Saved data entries
★ ★ ★

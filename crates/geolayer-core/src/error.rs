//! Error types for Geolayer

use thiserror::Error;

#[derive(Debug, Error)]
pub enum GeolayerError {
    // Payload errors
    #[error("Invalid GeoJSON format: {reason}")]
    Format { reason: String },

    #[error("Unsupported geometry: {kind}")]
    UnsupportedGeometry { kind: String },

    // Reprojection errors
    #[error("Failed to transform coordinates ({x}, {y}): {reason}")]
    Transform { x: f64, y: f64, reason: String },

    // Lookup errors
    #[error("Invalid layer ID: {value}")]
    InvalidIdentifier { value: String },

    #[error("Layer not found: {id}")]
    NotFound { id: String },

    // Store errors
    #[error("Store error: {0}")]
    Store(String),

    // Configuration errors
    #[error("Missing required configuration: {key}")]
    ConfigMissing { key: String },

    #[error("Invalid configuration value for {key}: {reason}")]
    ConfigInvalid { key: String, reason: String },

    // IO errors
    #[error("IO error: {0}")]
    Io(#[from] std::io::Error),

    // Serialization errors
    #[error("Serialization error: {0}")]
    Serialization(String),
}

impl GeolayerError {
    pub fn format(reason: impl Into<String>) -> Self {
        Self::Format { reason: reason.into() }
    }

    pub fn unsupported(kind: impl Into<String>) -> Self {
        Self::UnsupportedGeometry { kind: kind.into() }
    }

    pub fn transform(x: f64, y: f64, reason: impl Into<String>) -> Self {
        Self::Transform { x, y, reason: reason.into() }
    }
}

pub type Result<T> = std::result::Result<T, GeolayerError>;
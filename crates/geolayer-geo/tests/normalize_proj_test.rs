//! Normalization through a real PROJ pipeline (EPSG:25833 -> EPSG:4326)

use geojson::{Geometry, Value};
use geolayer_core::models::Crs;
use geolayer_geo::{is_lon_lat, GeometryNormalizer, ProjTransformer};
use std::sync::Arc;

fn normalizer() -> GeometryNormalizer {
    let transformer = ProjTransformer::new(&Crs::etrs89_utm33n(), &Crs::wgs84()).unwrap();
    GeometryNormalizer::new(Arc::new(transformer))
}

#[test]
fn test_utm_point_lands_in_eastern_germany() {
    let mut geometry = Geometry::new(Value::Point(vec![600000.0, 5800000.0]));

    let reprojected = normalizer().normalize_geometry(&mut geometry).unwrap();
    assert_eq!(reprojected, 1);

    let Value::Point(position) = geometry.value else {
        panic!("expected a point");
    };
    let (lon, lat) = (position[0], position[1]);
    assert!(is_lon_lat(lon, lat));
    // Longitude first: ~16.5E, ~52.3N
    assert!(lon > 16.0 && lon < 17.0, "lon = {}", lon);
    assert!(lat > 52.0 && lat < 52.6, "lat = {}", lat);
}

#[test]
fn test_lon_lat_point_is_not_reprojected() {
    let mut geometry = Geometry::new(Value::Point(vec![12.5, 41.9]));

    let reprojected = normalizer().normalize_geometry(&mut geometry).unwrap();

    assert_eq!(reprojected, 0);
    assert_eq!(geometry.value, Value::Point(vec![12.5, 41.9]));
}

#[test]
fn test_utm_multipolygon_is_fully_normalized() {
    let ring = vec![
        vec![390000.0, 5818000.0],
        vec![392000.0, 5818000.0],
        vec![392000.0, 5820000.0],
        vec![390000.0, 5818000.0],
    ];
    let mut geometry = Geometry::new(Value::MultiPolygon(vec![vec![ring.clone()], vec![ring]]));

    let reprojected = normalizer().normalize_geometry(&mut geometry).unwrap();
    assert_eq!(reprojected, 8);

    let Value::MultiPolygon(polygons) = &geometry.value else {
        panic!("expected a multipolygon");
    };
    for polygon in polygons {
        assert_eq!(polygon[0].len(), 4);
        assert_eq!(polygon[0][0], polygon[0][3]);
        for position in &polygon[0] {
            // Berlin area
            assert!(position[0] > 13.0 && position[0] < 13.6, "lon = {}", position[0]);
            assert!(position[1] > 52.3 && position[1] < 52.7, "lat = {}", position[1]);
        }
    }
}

★ ★ ★

PROBLEM DESCRIPTION. After going through the entries, say how many lines contain the string "kind". Nothing else belongs in the reply.

ANSWER TO THIS EXERCISE. 4